[Data entries]
▼▼▼
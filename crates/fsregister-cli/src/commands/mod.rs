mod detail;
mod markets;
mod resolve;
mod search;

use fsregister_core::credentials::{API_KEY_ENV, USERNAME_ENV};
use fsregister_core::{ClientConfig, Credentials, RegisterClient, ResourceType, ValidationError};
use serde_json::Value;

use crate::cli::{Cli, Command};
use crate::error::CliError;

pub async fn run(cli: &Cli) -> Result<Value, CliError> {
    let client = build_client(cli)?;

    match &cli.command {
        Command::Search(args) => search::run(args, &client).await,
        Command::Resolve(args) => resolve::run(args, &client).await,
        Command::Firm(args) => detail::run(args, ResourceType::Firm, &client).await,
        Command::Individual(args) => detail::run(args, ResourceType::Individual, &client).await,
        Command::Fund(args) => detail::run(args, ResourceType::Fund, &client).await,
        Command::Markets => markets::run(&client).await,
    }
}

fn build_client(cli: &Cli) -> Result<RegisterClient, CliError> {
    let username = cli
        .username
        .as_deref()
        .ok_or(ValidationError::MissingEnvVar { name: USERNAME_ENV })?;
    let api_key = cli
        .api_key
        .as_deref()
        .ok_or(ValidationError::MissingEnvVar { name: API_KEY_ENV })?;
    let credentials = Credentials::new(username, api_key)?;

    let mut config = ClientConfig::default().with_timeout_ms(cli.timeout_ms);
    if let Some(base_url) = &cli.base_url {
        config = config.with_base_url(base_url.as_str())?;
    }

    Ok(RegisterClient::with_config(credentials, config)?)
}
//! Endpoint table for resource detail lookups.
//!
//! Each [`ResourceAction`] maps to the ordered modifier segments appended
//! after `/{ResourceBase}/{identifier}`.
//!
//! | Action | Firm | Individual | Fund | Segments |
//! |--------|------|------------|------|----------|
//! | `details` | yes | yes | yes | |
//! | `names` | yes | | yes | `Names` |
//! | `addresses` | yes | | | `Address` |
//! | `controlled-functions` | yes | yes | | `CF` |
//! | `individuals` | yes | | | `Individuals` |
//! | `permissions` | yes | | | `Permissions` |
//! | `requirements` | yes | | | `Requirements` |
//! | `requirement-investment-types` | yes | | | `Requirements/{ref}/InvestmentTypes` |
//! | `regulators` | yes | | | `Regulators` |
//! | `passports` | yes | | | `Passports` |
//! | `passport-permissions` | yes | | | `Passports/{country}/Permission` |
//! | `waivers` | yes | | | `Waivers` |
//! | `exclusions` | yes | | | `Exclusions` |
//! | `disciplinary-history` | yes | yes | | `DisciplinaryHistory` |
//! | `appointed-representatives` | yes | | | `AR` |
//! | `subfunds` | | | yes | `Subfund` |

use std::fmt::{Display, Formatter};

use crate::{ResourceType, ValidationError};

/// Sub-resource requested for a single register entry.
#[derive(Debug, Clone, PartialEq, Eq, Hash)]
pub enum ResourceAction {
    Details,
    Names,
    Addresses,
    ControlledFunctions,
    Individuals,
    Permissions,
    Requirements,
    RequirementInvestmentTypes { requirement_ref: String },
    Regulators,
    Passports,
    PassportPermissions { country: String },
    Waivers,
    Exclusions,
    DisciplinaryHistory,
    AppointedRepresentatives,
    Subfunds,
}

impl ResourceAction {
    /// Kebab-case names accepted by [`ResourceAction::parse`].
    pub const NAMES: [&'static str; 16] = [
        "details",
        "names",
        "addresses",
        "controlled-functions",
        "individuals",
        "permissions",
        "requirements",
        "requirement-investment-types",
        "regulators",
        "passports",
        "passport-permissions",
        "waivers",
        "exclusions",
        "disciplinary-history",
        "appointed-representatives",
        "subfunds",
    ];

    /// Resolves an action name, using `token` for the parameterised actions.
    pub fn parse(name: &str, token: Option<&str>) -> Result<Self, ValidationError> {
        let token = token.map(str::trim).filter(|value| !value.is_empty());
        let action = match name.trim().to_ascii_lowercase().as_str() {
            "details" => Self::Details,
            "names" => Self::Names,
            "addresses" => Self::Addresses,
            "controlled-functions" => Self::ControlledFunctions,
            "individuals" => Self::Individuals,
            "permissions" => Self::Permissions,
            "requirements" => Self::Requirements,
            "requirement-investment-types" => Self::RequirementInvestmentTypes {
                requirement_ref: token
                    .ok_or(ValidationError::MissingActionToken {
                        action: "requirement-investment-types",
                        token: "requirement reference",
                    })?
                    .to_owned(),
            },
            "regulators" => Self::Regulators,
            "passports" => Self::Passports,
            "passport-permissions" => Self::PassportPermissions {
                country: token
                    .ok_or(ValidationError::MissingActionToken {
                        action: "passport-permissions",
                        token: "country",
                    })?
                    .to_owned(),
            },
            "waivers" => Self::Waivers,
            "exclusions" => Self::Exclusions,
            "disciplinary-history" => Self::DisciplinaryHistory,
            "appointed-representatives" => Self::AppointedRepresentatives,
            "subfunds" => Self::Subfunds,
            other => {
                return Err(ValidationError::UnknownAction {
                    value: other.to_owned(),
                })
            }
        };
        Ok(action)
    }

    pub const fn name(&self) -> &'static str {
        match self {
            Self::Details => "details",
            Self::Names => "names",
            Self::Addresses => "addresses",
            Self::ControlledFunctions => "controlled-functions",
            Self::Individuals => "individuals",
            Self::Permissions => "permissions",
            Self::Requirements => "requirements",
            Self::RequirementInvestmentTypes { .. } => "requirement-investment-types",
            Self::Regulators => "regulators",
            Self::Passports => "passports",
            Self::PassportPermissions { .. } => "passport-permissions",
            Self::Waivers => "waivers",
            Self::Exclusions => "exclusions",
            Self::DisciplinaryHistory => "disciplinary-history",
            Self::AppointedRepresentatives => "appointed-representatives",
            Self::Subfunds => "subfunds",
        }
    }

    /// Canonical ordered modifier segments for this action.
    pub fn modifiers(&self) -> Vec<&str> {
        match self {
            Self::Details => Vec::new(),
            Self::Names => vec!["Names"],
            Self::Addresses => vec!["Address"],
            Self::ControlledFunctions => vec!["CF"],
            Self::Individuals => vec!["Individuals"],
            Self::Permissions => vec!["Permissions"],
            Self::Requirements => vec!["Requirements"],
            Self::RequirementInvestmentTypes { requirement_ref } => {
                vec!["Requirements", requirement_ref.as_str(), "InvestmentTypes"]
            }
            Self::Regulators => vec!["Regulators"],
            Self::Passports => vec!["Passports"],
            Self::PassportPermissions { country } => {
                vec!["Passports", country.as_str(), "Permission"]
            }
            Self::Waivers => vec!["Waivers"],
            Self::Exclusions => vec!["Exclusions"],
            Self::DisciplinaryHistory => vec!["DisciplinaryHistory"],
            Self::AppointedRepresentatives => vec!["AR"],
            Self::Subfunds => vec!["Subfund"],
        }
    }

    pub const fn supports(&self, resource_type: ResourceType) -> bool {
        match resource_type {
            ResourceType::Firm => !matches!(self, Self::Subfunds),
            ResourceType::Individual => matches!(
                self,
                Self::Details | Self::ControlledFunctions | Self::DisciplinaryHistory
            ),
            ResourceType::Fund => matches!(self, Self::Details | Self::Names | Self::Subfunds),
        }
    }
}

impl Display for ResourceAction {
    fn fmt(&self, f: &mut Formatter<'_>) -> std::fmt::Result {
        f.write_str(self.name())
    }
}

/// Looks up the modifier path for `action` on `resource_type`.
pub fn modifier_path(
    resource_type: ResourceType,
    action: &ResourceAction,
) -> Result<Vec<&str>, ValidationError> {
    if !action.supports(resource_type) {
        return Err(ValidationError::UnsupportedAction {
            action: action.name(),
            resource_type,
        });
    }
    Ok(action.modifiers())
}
▲▲▲
#### Your objective
Every record above must be duplicated exactly.

#### Answer space
filename crates/fsregister-cli/src/commands/mod.rs
mod detail;
mod markets;
mod resolve;
mod search;

use fsregister_core::credentials::{API_KEY_ENV, USERNAME_ENV};
use fsregister_core::{ClientConfig, Credentials, RegisterClient, ResourceType, ValidationError};
use serde_json::Value;

use crate::cli::{Cli, Command};
use crate::error::CliError;

pub async fn run(cli: &Cli) -> Result<Value, CliError> {
    let client = build_client(cli)?;

    match &cli.command {
        Command::Search(args) => search::run(args, &client).await,
        Command::Resolve(args) => resolve::run(args, &client).await,
        Command::Firm(args) => detail::run(args, ResourceType::Firm, &client).await,
        Command::Individual(args) => detail::run(args, ResourceType::Individual, &client).await,
        Command::Fund(args) => detail::run(args, ResourceType::Fund, &client).await,
        Command::Markets => markets::run(&client).await,
    }
}

fn build_client(cli: &Cli) -> Result<RegisterClient, CliError> {
    let username = cli
        .username
        .as_deref()
        .ok_or(ValidationError::MissingEnvVar { name: USERNAME_ENV })?;
    let api_key = cli
        .api_key
        .as_deref()
        .ok_or(ValidationError::MissingEnvVar { name: API_KEY_ENV })?;
    let credentials = Credentials::new(username, api_key)?;

    let mut config = ClientConfig::default().with_timeout_ms(cli.timeout_ms);
    if let Some(base_url) = &cli.base_url {
        config = config.with_base_url(base_url.as_str())?;
    }

    Ok(RegisterClient::with_config(credentials, config)?)
}
//! Endpoint table for resource detail lookups.
//!
//! Each [`ResourceAction`] maps to the ordered modifier segments appended
//! after `/{ResourceBase}/{identifier}`.
//!
//! | Action | Firm | Individual | Fund | Segments |
//! |--------|------|------------|------|----------|
//! | `details` | yes | yes | yes | |
//! | `names` | yes | | yes | `Names` |
//! | `addresses` | yes | | | `Address` |
//! | `controlled-functions` | yes | yes | | `CF` |
//! | `individuals` | yes | | | `Individuals` |
//! | `permissions` | yes | | | `Permissions` |
//! | `requirements` | yes | | | `Requirements` |
//! | `requirement-investment-types` | yes | | | `Requirements/{ref}/InvestmentTypes` |
//! | `regulators` | yes | | | `Regulators` |
//! | `passports` | yes | | | `Passports` |
//! | `passport-permissions` | yes | | | `Passports/{country}/Permission` |
//! | `waivers` | yes | | | `Waivers` |
//! | `exclusions` | yes | | | `Exclusions` |
//! | `disciplinary-history` | yes | yes | | `DisciplinaryHistory` |
//! | `appointed-representatives` | yes | | | `AR` |
//! | `subfunds` | | | yes | `Subfund` |

use std::fmt::{Display, Formatter};

use crate::{ResourceType, ValidationError};

/// Sub-resource requested for a single register entry.
#[derive(Debug, Clone, PartialEq, Eq, Hash)]
pub enum ResourceAction {
    Details,
    Names,
    Addresses,
    ControlledFunctions,
    Individuals,
    Permissions,
    Requirements,
    RequirementInvestmentTypes { requirement_ref: String },
    Regulators,
    Passports,
    PassportPermissions { country: String },
    Waivers,
    Exclusions,
    DisciplinaryHistory,
    AppointedRepresentatives,
    Subfunds,
}

impl ResourceAction {
    /// Kebab-case names accepted by [`ResourceAction::parse`].
    pub const NAMES: [&'static str; 16] = [
        "details",
        "names",
        "addresses",
        "controlled-functions",
        "individuals",
        "permissions",
        "requirements",
        "requirement-investment-types",
        "regulators",
        "passports",
        "passport-permissions",
        "waivers",
        "exclusions",
        "disciplinary-history",
        "appointed-representatives",
        "subfunds",
    ];

    /// Resolves an action name, using `token` for the parameterised actions.
    pub fn parse(name: &str, token: Option<&str>) -> Result<Self, ValidationError> {
        let token = token.map(str::trim).filter(|value| !value.is_empty());
        let action = match name.trim().to_ascii_lowercase().as_str() {
            "details" => Self::Details,
            "names" => Self::Names,
            "addresses" => Self::Addresses,
            "controlled-functions" => Self::ControlledFunctions,
            "individuals" => Self::Individuals,
            "permissions" => Self::Permissions,
            "requirements" => Self::Requirements,
            "requirement-investment-types" => Self::RequirementInvestmentTypes {
                requirement_ref: token
                    .ok_or(ValidationError::MissingActionToken {
                        action: "requirement-investment-types",
                        token: "requirement reference",
                    })?
                    .to_owned(),
            },
            "regulators" => Self::Regulators,
            "passports" => Self::Passports,
            "passport-permissions" => Self::PassportPermissions {
                country: token
                    .ok_or(ValidationError::MissingActionToken {
                        action: "passport-permissions",
                        token: "country",
                    })?
                    .to_owned(),
            },
            "waivers" => Self::Waivers,
            "exclusions" => Self::Exclusions,
            "disciplinary-history" => Self::DisciplinaryHistory,
            "appointed-representatives" => Self::AppointedRepresentatives,
            "subfunds" => Self::Subfunds,
            other => {
                return Err(ValidationError::UnknownAction {
                    value: other.to_owned(),
                })
            }
        };
        Ok(action)
    }

    pub const fn name(&self) -> &'static str {
        match self {
            Self::Details => "details",
            Self::Names => "names",
            Self::Addresses => "addresses",
            Self::ControlledFunctions => "controlled-functions",
            Self::Individuals => "individuals",
            Self::Permissions => "permissions",
            Self::Requirements => "requirements",
            Self::RequirementInvestmentTypes { .. } => "requirement-investment-types",
            Self::Regulators => "regulators",
            Self::Passports => "passports",
            Self::PassportPermissions { .. } => "passport-permissions",
            Self::Waivers => "waivers",
            Self::Exclusions => "exclusions",
            Self::DisciplinaryHistory => "disciplinary-history",
            Self::AppointedRepresentatives => "appointed-representatives",
            Self::Subfunds => "subfunds",
        }
    }

    /// Canonical ordered modifier segments for this action.
    pub fn modifiers(&self) -> Vec<&str> {
        match self {
            Self::Details => Vec::new(),
            Self::Names => vec!["Names"],
            Self::Addresses => vec!["Address"],
            Self::ControlledFunctions => vec!["CF"],
            Self::Individuals => vec!["Individuals"],
            Self::Permissions => vec!["Permissions"],
            Self::Requirements => vec!["Requirements"],
            Self::RequirementInvestmentTypes { requirement_ref } => {
                vec!["Requirements", requirement_ref.as_str(), "InvestmentTypes"]
            }
            Self::Regulators => vec!["Regulators"],
            Self::Passports => vec!["Passports"],
            Self::PassportPermissions { country } => {
                vec!["Passports", country.as_str(), "Permission"]
            }
            Self::Waivers => vec!["Waivers"],
            Self::Exclusions => vec!["Exclusions"],
            Self::DisciplinaryHistory => vec!["DisciplinaryHistory"],
            Self::AppointedRepresentatives => vec!["AR"],
            Self::Subfunds => vec!["Subfund"],
        }
    }

    pub const fn supports(&self, resource_type: ResourceType) -> bool {
        match resource_type {
            ResourceType::Firm => !matches!(self, Self::Subfunds),
            ResourceType::Individual => matches!(
                self,
                Self::Details | Self::ControlledFunctions | Self::DisciplinaryHistory
            ),
            ResourceType::Fund => matches!(self, Self::Details | Self::Names | Self::Subfunds),
        }
    }
}

impl Display for ResourceAction {
    fn fmt(&self, f: &mut Formatter<'_>) -> std::fmt::Result {
        f.write_str(self.name())
    }
}

/// Looks up the modifier path for `action` on `resource_type`.
pub fn modifier_path(
    resource_type: ResourceType,
    action: &ResourceAction,
) -> Result<Vec<&str>, ValidationError> {
    if !action.supports(resource_type) {
        return Err(ValidationError::UnsupportedAction {
            action: action.name(),
            resource_type,
        });
    }
    Ok(action.modifiers())
}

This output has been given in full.